Against the argument about natural evolution of robots

Argument: It may be impossible to directly create consciousness in a robot but if we create the conditions for a robot to perceive its environment and learn like a human child, all the properties of human intelligence will emergence at some point, including subjective experience.

Counterargument: This consideration is similar to the expectation of consciousness emerging from sufficiently elaborate learning systems in a computer. The sensors we can endow computers with, and any associated learning algorithm, have nothing to do with animal or human perception. In human beings, the subjective experience is tightly bound to perception, whereas in a robot all elementary actions are logically described from the beginning in a formal system you cannot escape. It is sometimes said that human beings or human brains are just the same, since they are also based on low-level pieces of material combined to achieve superior capabilities. But it is a confusion of the scientific representation of reality at a certain level under specific conditions of the experiment, with the actual physical and biological phenomenon, which combines all the scales and complexity of reality.

Against the argument of illusion

Argument: Consciousness is an illusion (according to Daniel Dennett) or it is just a convenient way of talking about some phenomenon we observe at human scale (according to Sean M. Carroll and “poetic naturalism”). So the only goals that make sense if you want to replicate any feature of human intelligence, is to replicate the observable behavior of human beings. This view is rather well explained here by Stanislas Dehaene and other cognitive scientists.

Counterargument: This argument is mostly about denying the objective reality of the subjective experience. There is no contradiction saying subjective experience is an objective fact, as is perfectly explained by John Searle. The subjective experience is the first reality we are confronted with. Any so-called objective reality arises from a general agreement about what can be recognized by the vast majority of people as a symbol with sufficient common and simple meaning, based on everyone’s grounding subjective experience. Without this common symbol grounding, we cannot make science because science is based on symbols and at some point, symbols cannot be defined by other symbols only. David Chalmers well explained about the distinction between what he called the easy and the hard problem of consciousness and the argument of illusion is about denying the existence of the hard problem.
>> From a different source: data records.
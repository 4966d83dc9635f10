//! Protocol module - Defines the wire protocol spoken with game clients
//!
//! Every packet is framed as:
//! - 4 bytes size (little-endian), counting itself plus the payload
//! - 2 bytes opcode (little-endian)
//! - Variable length payload, built from the reader/writer primitives and
//!   possibly bit-packed internally

mod framing;
pub mod message;
mod opcode;
mod reader;
mod writer;

pub use framing::*;
pub use message::{ConnectionType, ReadMessage, WriteMessage};
pub use opcode::{Opcode, UnknownOpcodeName};
pub use reader::{PacketReader, ReadError, ReadResult};
pub use writer::PacketWriter;

/// Protocol version announced in the greeting and expected from clients
pub const PROTOCOL_VERSION: u32 = 16042;

/// Default port for the auth gateway
pub const DEFAULT_PORT: u16 = 23115;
About some other arguments

All the previous counterarguments denying the possibility of consciousness in AI are only valid if we consider the limitations of computers, as we know them today. The consciousness could exist thanks to the property of mater at quantum physics level, or thanks to some other fundamental features of physical matter we don’t know well yet, and we could create new types of computers based on them. As this is pure speculation no proper counterarguments hold.

Another common argument considers information complexity as bringing new properties after it reaches some thresholds, and as the source of emergence of consciousness. But information, defined as the data transformed by computers, is a formal representation that needs human interpretation and does not exist otherwise. What we call information in “information processing”, needs an observer to acquire a meaning, which is totally different from what actually happens in our brain and is what makes it possible to deal with information with some grounded meaning.

Further discussions and dual problems

The debate about the fundamental limits of AI is related to several dual notions: weak AI vs. strong AI, weak emergence vs. strong emergence, easy problem vs. hard problem of consciousness… In the background of discussions on these topics, scientists or non-scientists often express passion, which is related to what we consider as the nature of humanity.